EXERCISE DIRECTIONS:
The expected answer comprises all lines from the entries that contain the string "when".

[Collected data entries]
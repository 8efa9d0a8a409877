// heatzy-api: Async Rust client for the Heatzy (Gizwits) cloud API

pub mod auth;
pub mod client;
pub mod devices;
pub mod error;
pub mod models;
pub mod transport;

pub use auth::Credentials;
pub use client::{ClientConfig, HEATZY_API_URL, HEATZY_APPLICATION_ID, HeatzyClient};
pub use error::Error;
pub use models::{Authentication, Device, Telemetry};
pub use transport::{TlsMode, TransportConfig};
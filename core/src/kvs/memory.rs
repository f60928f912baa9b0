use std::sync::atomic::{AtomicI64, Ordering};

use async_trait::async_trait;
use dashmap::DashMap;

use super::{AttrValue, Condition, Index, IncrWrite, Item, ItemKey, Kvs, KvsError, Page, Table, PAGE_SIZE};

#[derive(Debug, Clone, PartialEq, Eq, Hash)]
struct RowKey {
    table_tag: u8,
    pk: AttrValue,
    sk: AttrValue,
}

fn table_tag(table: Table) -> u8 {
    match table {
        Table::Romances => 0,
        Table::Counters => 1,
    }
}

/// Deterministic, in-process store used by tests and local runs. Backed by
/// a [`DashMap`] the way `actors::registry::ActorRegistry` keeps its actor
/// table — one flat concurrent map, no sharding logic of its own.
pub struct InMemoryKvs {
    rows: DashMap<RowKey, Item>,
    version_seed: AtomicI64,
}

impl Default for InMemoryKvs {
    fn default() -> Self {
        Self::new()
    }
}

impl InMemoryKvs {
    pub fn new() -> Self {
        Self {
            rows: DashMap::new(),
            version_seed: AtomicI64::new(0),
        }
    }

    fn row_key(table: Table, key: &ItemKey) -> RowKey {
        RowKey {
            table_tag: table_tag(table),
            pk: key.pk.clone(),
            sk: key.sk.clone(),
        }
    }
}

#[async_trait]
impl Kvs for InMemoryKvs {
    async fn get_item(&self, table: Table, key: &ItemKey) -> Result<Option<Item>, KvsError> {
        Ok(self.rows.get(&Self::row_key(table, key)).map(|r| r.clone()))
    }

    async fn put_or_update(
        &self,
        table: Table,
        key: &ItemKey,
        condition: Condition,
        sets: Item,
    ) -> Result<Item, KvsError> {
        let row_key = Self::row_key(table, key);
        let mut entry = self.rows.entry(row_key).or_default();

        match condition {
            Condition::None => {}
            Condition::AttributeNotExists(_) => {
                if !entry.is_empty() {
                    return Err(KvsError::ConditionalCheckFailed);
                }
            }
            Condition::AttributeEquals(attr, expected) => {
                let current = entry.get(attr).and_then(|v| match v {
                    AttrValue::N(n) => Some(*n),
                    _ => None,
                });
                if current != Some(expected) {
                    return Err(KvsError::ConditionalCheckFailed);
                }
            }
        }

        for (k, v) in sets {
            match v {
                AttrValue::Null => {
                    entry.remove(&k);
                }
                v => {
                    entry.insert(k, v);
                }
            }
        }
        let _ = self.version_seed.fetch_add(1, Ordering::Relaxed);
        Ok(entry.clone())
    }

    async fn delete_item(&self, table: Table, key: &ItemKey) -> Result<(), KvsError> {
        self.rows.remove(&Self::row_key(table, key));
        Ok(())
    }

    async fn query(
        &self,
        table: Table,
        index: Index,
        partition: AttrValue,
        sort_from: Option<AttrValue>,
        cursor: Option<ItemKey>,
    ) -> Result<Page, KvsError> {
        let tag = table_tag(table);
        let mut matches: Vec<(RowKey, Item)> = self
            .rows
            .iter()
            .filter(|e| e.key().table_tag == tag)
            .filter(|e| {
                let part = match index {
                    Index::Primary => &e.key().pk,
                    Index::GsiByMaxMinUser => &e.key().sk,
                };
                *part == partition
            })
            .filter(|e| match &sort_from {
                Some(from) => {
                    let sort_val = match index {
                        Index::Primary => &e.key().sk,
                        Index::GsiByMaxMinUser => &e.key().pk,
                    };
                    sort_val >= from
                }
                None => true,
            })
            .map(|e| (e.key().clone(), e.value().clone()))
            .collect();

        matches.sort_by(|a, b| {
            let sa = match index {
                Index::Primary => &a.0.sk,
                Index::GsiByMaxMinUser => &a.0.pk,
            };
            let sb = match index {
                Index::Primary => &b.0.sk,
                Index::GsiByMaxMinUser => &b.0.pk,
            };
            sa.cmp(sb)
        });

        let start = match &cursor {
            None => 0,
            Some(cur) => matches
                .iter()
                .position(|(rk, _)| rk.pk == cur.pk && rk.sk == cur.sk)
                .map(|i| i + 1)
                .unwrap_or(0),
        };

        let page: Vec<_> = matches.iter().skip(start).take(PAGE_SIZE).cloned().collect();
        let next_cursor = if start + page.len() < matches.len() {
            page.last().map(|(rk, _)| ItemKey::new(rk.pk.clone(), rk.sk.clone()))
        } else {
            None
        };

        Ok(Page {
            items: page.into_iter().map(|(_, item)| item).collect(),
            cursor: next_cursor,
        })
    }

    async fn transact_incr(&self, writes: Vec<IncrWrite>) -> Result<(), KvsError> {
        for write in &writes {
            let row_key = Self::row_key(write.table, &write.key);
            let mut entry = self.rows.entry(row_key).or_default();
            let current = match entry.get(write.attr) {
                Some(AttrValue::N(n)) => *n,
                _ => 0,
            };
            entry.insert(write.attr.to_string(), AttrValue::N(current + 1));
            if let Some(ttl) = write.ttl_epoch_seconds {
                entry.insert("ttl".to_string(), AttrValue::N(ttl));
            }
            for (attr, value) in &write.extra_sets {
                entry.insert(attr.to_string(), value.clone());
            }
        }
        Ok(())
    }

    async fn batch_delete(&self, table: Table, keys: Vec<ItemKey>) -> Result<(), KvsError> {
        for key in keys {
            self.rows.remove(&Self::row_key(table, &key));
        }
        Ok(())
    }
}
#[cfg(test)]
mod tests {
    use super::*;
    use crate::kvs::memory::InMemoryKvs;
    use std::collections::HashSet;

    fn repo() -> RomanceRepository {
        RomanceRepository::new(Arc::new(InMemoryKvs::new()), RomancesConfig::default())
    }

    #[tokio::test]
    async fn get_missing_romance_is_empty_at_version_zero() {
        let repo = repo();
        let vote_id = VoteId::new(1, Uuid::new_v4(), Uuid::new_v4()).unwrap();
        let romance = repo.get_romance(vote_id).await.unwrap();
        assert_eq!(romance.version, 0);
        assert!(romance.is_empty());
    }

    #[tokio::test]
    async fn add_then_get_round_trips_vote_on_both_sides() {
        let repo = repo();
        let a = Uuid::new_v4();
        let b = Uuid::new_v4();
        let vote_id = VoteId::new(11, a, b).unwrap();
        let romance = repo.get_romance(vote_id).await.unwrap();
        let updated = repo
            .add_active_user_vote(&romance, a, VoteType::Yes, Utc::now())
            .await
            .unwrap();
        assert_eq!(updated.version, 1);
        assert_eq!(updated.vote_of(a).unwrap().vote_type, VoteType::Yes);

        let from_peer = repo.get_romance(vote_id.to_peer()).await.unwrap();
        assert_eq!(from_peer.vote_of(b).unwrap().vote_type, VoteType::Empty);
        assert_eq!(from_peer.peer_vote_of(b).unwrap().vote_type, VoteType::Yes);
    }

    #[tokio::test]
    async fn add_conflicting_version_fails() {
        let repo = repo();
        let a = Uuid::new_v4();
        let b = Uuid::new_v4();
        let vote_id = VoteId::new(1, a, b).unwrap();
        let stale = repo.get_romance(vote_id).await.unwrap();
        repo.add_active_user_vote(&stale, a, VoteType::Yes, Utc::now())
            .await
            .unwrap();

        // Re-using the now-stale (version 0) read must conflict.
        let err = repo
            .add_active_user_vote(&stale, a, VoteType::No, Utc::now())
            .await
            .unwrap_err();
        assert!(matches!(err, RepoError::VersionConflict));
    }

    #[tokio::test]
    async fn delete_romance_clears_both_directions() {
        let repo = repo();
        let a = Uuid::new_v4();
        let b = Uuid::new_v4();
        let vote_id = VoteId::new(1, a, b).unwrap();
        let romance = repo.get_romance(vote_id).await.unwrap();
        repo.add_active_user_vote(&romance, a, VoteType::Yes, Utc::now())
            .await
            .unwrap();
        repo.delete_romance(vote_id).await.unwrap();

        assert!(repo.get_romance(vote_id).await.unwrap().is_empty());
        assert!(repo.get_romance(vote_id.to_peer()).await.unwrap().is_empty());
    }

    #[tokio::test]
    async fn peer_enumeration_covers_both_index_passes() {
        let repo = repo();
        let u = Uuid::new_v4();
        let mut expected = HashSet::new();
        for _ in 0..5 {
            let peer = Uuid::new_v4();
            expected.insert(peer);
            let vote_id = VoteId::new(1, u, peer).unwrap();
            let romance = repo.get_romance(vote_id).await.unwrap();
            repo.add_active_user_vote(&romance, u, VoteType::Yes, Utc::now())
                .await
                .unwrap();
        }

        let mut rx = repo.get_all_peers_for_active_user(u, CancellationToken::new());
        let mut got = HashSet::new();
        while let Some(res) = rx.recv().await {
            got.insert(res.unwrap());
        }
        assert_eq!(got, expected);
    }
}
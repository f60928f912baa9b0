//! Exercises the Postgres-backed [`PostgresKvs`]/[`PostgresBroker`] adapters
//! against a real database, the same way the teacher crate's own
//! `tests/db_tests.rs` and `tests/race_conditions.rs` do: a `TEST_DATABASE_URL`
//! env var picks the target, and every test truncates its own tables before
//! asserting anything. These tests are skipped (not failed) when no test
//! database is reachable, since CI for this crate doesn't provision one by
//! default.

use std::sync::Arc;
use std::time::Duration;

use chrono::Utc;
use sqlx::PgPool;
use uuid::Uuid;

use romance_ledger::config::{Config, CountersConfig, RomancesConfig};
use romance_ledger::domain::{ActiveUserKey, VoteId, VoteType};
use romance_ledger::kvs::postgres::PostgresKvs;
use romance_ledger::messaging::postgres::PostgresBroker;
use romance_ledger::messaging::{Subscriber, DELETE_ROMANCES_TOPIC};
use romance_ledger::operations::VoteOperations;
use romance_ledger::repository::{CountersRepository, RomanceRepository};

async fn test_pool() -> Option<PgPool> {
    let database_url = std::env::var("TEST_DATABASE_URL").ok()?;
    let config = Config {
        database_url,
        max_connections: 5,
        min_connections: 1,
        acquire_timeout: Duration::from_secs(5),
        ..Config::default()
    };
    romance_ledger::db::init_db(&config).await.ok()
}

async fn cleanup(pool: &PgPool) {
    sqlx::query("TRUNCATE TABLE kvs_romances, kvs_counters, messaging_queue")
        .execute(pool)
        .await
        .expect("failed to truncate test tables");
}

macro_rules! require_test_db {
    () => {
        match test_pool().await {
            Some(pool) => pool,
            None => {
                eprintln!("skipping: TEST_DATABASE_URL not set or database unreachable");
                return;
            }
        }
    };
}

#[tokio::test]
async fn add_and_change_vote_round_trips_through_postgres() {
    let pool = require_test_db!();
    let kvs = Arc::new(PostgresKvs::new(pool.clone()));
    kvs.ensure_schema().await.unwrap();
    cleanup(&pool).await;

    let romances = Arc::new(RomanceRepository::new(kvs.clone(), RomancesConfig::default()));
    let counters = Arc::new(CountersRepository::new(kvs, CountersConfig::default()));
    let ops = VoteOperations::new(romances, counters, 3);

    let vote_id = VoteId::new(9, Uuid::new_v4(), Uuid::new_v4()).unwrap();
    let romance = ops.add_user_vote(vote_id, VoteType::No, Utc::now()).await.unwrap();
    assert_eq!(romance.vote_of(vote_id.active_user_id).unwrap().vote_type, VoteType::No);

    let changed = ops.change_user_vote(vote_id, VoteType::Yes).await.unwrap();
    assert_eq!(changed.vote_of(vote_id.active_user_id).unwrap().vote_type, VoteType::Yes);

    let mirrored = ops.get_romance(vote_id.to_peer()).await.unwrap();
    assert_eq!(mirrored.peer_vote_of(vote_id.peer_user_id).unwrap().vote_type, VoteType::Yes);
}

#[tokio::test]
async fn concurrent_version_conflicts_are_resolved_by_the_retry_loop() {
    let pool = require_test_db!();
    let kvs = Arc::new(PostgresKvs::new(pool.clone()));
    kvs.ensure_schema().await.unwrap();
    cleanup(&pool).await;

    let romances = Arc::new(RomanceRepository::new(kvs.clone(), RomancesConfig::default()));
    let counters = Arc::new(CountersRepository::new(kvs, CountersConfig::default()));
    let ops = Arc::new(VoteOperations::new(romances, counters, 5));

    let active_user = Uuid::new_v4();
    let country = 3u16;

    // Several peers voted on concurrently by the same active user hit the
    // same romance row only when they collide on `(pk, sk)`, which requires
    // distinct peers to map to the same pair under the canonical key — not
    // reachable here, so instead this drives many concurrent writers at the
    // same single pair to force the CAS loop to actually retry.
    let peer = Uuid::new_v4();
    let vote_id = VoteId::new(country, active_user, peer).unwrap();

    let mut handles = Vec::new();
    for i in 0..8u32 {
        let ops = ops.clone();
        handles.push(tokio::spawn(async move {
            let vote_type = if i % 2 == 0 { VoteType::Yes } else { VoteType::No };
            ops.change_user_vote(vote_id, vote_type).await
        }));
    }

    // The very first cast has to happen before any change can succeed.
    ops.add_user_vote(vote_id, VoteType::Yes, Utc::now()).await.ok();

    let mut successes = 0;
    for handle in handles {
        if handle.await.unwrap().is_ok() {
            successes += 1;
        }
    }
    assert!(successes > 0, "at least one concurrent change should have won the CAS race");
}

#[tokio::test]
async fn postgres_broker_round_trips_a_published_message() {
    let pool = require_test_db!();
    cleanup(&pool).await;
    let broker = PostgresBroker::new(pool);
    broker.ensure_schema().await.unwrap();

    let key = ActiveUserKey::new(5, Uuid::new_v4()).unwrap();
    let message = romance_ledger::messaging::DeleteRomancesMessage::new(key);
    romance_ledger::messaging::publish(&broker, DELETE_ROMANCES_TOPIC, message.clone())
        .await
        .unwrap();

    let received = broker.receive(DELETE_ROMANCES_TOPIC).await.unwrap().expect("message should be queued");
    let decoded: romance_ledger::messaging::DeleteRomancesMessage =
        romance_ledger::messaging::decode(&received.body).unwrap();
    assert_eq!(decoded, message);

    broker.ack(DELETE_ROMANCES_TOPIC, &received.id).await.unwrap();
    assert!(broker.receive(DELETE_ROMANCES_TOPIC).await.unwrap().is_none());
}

OUTPUT BELOW:
//! asserting anything. These tests are skipped (not failed) when no test
    // same romance row only when they collide on `(pk, sk)`, which requires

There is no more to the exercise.